النَّظَافَةُ مِنَ الْإيْمَانِ“Kebersihan adalah sebagian dari iman.” (HR. Tirmidzi, Muslim, Ahmad)
Bagi seorang santri, kebersihan bukan hanya perkara fisik semata, melainkan bagian dari spiritualitas. Di balik lantai mushala yang dipel dan kamar yang disapu, ada nilai keimanan yang sedang ditegakkan. Ungkapan “an-nadhafatu minal iman” yang berarti kebersihan adalah sebagian dari iman, bukan sekadar slogan di tembok madrasah, melainkan panggilan hidup sehari-hari.
Namun, di tengah isu global perubahan iklim dan kerusakan lingkungan yang makin akut, nilai kebersihan itu perlu diperluas maknanya. Santri masa kini harus siaga — bukan hanya terhadap najis dan hadas, tetapi juga terhadap limbah plastik, pencemaran air, dan pemborosan energi.
Santri dan Tradisi Bersih
Sejak dulu, pesantren dikenal sebagai tempat yang menjunjung tinggi kebersihan. Setiap hari, santri menyapu halaman, membersihkan kamar, mencuci pakaian sendiri, bahkan kadang mengurusi sanitasi pondok secara bergiliran. Ini bukan hanya latihan disiplin, tetapi juga pendidikan moral tentang tanggung jawab pribadi dan sosial.
Namun, masih banyak pesantren yang belum memiliki sistem pengelolaan sampah yang baik. Tong sampah masih tercampur, pembakaran sampah plastik masih terjadi, dan limbah dapur sering dibiarkan begitu saja. Ironisnya, semua ini berlangsung di tempat yang seharusnya menjadi pusat penyemaian nilai-nilai Islam yang suci.
Spirit Tauhid dan Ekologi
Dalam Islam, bumi ini adalah amanah. Seorang santri adalah khalifah — pemimpin kecil yang ditugaskan Allah untuk memelihara ciptaan-Nya. Maka menjaga lingkungan bukan sekadar tuntutan moral, tapi manifestasi dari tauhid. Merusak alam berarti mengkhianati tugas kekhalifahan.
Santri harus belajar membaca “kitab alam” sebagaimana mereka membaca kitab kuning.

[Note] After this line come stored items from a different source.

//! Generation errors.

use core::fmt;

use ember_shader_graph::NodeId;

/// An error raised while generating shader source.
///
/// Generation is deterministic: a caller that gets an error will get the
/// same error again unless it edits the shader documents.
#[derive(Debug, Clone, PartialEq, Eq)]
pub enum GenerateError {
    /// The fragment shader requires a varying the vertex shader does not
    /// write. Raised by linkage validation before any text is generated.
    Linkage { varying: String },
    /// A node kind (or operator/target combination) the generator cannot
    /// emit, e.g. a composite asked for as a leaf reference or a
    /// fragment-only operator in the vertex stage.
    UnsupportedNode {
        node: Option<NodeId>,
        kind: &'static str,
        detail: &'static str,
    },
    /// `ValueType::Operation` reached a type-name lookup; the node's
    /// producing operation was never resolved to a concrete type.
    UntypedValue,
    /// The two documents declare a custom uniform of the same name with
    /// different types, which a shared uniform block cannot represent.
    UniformConflict { name: String },
}

impl GenerateError {
    pub(crate) fn unsupported(kind: &'static str, detail: &'static str) -> Self {
        GenerateError::UnsupportedNode {
            node: None,
            kind,
            detail,
        }
    }

    pub(crate) fn unsupported_node(
        node: NodeId,
        kind: &'static str,
        detail: &'static str,
    ) -> Self {
        GenerateError::UnsupportedNode {
            node: Some(node),
            kind,
            detail,
        }
    }
}

impl fmt::Display for GenerateError {
    fn fmt(&self, f: &mut fmt::Formatter<'_>) -> fmt::Result {
        match self {
            GenerateError::Linkage { varying } => write!(
                f,
                "shaders can't be linked: the vertex shader does not write \"{varying}\" required by the fragment shader"
            ),
            GenerateError::UnsupportedNode { node, kind, detail } => match node {
                Some(node) => write!(f, "unsupported {kind} node {node:?}: {detail}"),
                None => write!(f, "unsupported {kind} node: {detail}"),
            },
            GenerateError::UntypedValue => {
                write!(f, "operation node has no resolvable result type")
            }
            GenerateError::UniformConflict { name } => write!(
                f,
                "custom uniform \"{name}\" is declared with different types by the vertex and fragment shaders"
            ),
        }
    }
}

impl std::error::Error for GenerateError {}

#[cfg(test)]
mod tests {
    use super::*;

    #[test]
    fn display_mentions_the_missing_varying() {
        let err = GenerateError::Linkage {
            varying: "uv".to_owned(),
        };
        let msg = err.to_string();
        assert!(msg.contains("\"uv\""), "message was: {msg}");
    }
}
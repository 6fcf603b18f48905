//! # cmdkit
//!
//! Declarative command registration and dispatch for interactive CLIs:
//! - Register named commands with descriptions, usage strings, options,
//!   sub-commands, and aliases
//! - Route user input to the matching command's callback, first match wins
//! - Generate help text from the registered metadata
//! - Prompt for a line of input with [`Question`]
//!
//! No flag-syntax parsing, no shell completion; the host tokenizes input and
//! decides what happens on errors.

pub mod command;
pub mod error;
pub mod help;
pub mod prompt;
pub mod registry;

pub use command::{Command, CommandData, CommandOption, ExecuteFn, SubCommand};
pub use error::{Error, Result};
pub use prompt::Question;
pub use registry::{CommandRegistry, NotFoundFn};
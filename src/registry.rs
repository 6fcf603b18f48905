//! # Command Registry
//!
//! Ordered registry of top-level commands with first-match routing.

use tracing::{debug, warn};

use crate::command::{Command, CommandData};
use crate::error::{Error, Result};
use crate::help;

/// Callback invoked when the host reports an unmatched command name
pub type NotFoundFn = Box<dyn Fn(&str)>;

/// Registry of top-level commands
///
/// Commands are kept in registration order and lookup is first-match, so a
/// duplicate name shadows later registrations rather than replacing earlier
/// ones. Registration is expected to finish before dispatch begins; the
/// registry is not synchronized.
pub struct CommandRegistry {
    name: String,
    commands: Vec<Command>,
    not_found: NotFoundFn,
}

impl CommandRegistry {
    /// Create a registry named after the host application
    ///
    /// Installs a default not-found callback that prints a diagnostic to
    /// stderr, and registers the built-in `help` command.
    pub fn new(app_name: impl Into<String>) -> Self {
        let mut registry = Self {
            name: app_name.into(),
            commands: Vec::new(),
            not_found: Box::new(default_not_found),
        };
        registry.add_command(help::builtin());
        registry
    }

    /// Application name used in help output
    pub fn name(&self) -> &str {
        &self.name
    }

    /// Registered commands in registration order
    pub fn commands(&self) -> &[Command] {
        &self.commands
    }

    /// Rename the registry
    pub fn set_name(&mut self, name: impl Into<String>) {
        self.name = name.into();
    }

    /// Replace the not-found callback
    pub fn set_not_found(&mut self, f: impl Fn(&str) + 'static) {
        self.not_found = Box::new(f);
    }

    /// Append a command
    ///
    /// No duplicate-name validation; lookup is first-match, so a clashing
    /// later registration is unreachable.
    pub fn add_command(&mut self, command: Command) -> &mut Self {
        debug!("registering command '{}'", command.name);
        self.commands.push(command);
        self
    }

    /// Find a command by name or alias (ASCII case-insensitive, first match)
    ///
    /// On a match invokes `f` and returns its result. On a miss returns
    /// [`Error::CommandNotFound`] without touching the not-found callback;
    /// hosts that want the callback fired call [`notify_not_found`]
    /// explicitly.
    ///
    /// [`notify_not_found`]: CommandRegistry::notify_not_found
    pub fn find_command<T>(&self, name: &str, f: impl FnOnce(&Command) -> Result<T>) -> Result<T> {
        match self.commands.iter().find(|command| command.matches(name)) {
            Some(command) => f(command),
            None => {
                debug!("command '{}' not found", name);
                Err(Error::CommandNotFound {
                    name: name.to_string(),
                })
            }
        }
    }

    /// Route one invocation to the matching command's callback
    ///
    /// The built-in `help` command is resolved here so its rendering takes
    /// the registry as an explicit input rather than a captured one.
    pub fn dispatch(&self, name: &str, data: &CommandData) -> Result<()> {
        debug!("dispatching '{}'", name);
        if help::is_help(name) {
            return help::run(self, data);
        }
        self.find_command(name, |command| command.run(data))
    }

    /// Invoke the configured not-found callback for an unmatched name
    pub fn notify_not_found(&self, name: &str) {
        (self.not_found)(name);
    }
}

fn default_not_found(name: &str) {
    use colored::*;

    warn!("unknown command: {}", name);
    eprintln!(
        "{} Command '{}' not found! Run 'help' to list all commands.",
        "Error:".red().bold(),
        name
    );
}
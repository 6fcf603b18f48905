//! # Error Handling
//!
//! Error types for command lookup and prompting, plus terminal formatting
//! helpers for hosts that print failures before deciding how to exit.

use thiserror::Error;

/// Errors produced by command lookup and the line prompt
#[derive(Error, Debug)]
pub enum Error {
    /// No registered command matched the given name or any alias
    #[error("command '{name}' not found")]
    CommandNotFound { name: String },

    /// No sub-command of the parent matched the given name
    #[error("sub-command '{name}' not found")]
    SubcommandNotFound { name: String },

    /// Reading or writing the terminal failed
    #[error("prompt I/O failed: {0}")]
    Io(#[from] std::io::Error),
}

/// Result type alias used across the crate
pub type Result<T> = std::result::Result<T, Error>;

/// Format an error for terminal display
pub fn format_error(error: &Error) -> String {
    use colored::*;

    match error {
        Error::CommandNotFound { .. } => format!(
            "{} {}\n  Run 'help' to list all commands.",
            "Error:".red().bold(),
            error
        ),
        _ => format!("{} {}", "Error:".red().bold(), error),
    }
}

/// Print an error to stderr
pub fn print_error(error: &Error) {
    eprintln!("{}", format_error(error));
}

#[cfg(test)]
mod tests {
    use super::*;

    #[test]
    fn test_command_not_found_display() {
        let error = Error::CommandNotFound {
            name: "deploy".into(),
        };
        assert_eq!(error.to_string(), "command 'deploy' not found");
    }

    #[test]
    fn test_subcommand_not_found_display() {
        let error = Error::SubcommandNotFound {
            name: "push".into(),
        };
        assert_eq!(error.to_string(), "sub-command 'push' not found");
    }

    #[test]
    fn test_format_error_suggests_help() {
        let error = Error::CommandNotFound {
            name: "deploy".into(),
        };
        let formatted = format_error(&error);
        assert!(formatted.contains("command 'deploy' not found"));
        assert!(formatted.contains("Run 'help'"));
    }

    #[test]
    fn test_io_error_wraps_source() {
        let io = std::io::Error::new(std::io::ErrorKind::UnexpectedEof, "end of input");
        let error = Error::from(io);
        assert!(error.to_string().contains("end of input"));
    }
}
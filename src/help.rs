//! # Help Generation
//!
//! Renders help text from a registry's command metadata. All functions take
//! the registry as an explicit parameter; nothing here captures handler
//! state.

use crate::command::{Command, CommandData};
use crate::error::Result;
use crate::registry::CommandRegistry;

const HELP_NAME: &str = "help";

/// Build the built-in `help` command registered by every registry
///
/// Metadata only; the execute path lives in [`run`] so it can receive the
/// registry explicitly.
pub fn builtin() -> Command {
    Command::new(HELP_NAME, "Built-in help command for application.")
        .with_usage("help")
        .with_usage("help <command name>")
}

/// Whether `name` names the built-in help command
pub fn is_help(name: &str) -> bool {
    name.eq_ignore_ascii_case(HELP_NAME)
}

/// Render the command overview: a header naming the app, then one line per
/// registered command in registration order
pub fn render_overview(registry: &CommandRegistry) -> String {
    let mut out = format!(
        "List of all commands. For more information: {} help <command>\n",
        registry.name()
    );
    for command in registry.commands() {
        out.push_str(&format!("  {} | {}\n", command.name, command.description));
    }
    out
}

/// Render detailed help for one command: description, usage list, and any
/// options and sub-commands
///
/// Unknown names propagate [`CommandNotFound`] to the caller.
///
/// [`CommandNotFound`]: crate::Error::CommandNotFound
pub fn render_command(registry: &CommandRegistry, name: &str) -> Result<String> {
    registry.find_command(name, |command| {
        let mut out = format!(
            "Command {}:\n  Description: {}\n  Usages:\n    {}\n",
            command.name,
            command.description,
            command.usages.join("\n    ")
        );

        if !command.options.is_empty() {
            out.push_str("  Options:\n");
            for option in &command.options {
                out.push_str(&format!("    {} | {}\n", option.name, option.description));
            }
        }

        if !command.subcommands.is_empty() {
            out.push_str("  Sub-Commands:\n");
            for sub in &command.subcommands {
                out.push_str(&format!(
                    "    Name: {}\n    Description: {}\n    Usages:\n      {}\n\n",
                    sub.name,
                    sub.description,
                    sub.usages.join("\n      ")
                ));
            }
        }

        Ok(out)
    })
}

/// Execute path for the built-in help command
///
/// No arguments prints the overview; one argument prints that command's
/// detail or returns the lookup error for the host to handle.
pub fn run(registry: &CommandRegistry, data: &CommandData) -> Result<()> {
    match data.arguments.first() {
        None => {
            print!("{}", render_overview(registry));
            Ok(())
        }
        Some(name) => {
            print!("{}", render_command(registry, name)?);
            Ok(())
        }
    }
}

Ketika sungai tercemar, ketika udara penuh polusi, ketika tanah tidak lagi subur itu adalah “teks” yang sedang memperingatkan kita.
Gerakan Hijau dari Pesantren
Santri siaga lingkungan bisa dimulai dari hal-hal kecil:
- Menyediakan tempat sampah terpilah di lingkungan pesantren.
- Membiasakan hidup minim plastik.
- Mengembangkan bank sampah dan kompos dari limbah organik pondok.
- Menggelar kajian tafsir tematik tentang lingkungan.
- Membuat program Jumat Hijau – membersihkan lingkungan sambil menanam pohon.
Lebih hebatnya lagi, pesantren bisa menjadi pelopor ekopesantren — lembaga yang mengintegrasikan pendidikan agama dengan kesadaran lingkungan hidup. Ini bukan wacana asing. Nabi Muhammad SAW telah mencontohkan gaya hidup yang hemat air, mencintai pohon, dan melarang pemborosan sumber daya.
Santri Hijau, Indonesia Lebih Maju
Menjadi santri bukan hanya soal hafalan dan tirakat, tetapi juga soal kontribusi nyata untuk bumi yang sedang terluka. Di tengah krisis iklim global, santri bisa menjadi pionir gerakan hijau yang berbasis nilai-nilai Islam.
Karena menjaga lingkungan bukan tren modern, tapi warisan ajaran Rasulullah. Dan santri wajib menjadi salah satu penjaga warisan itu.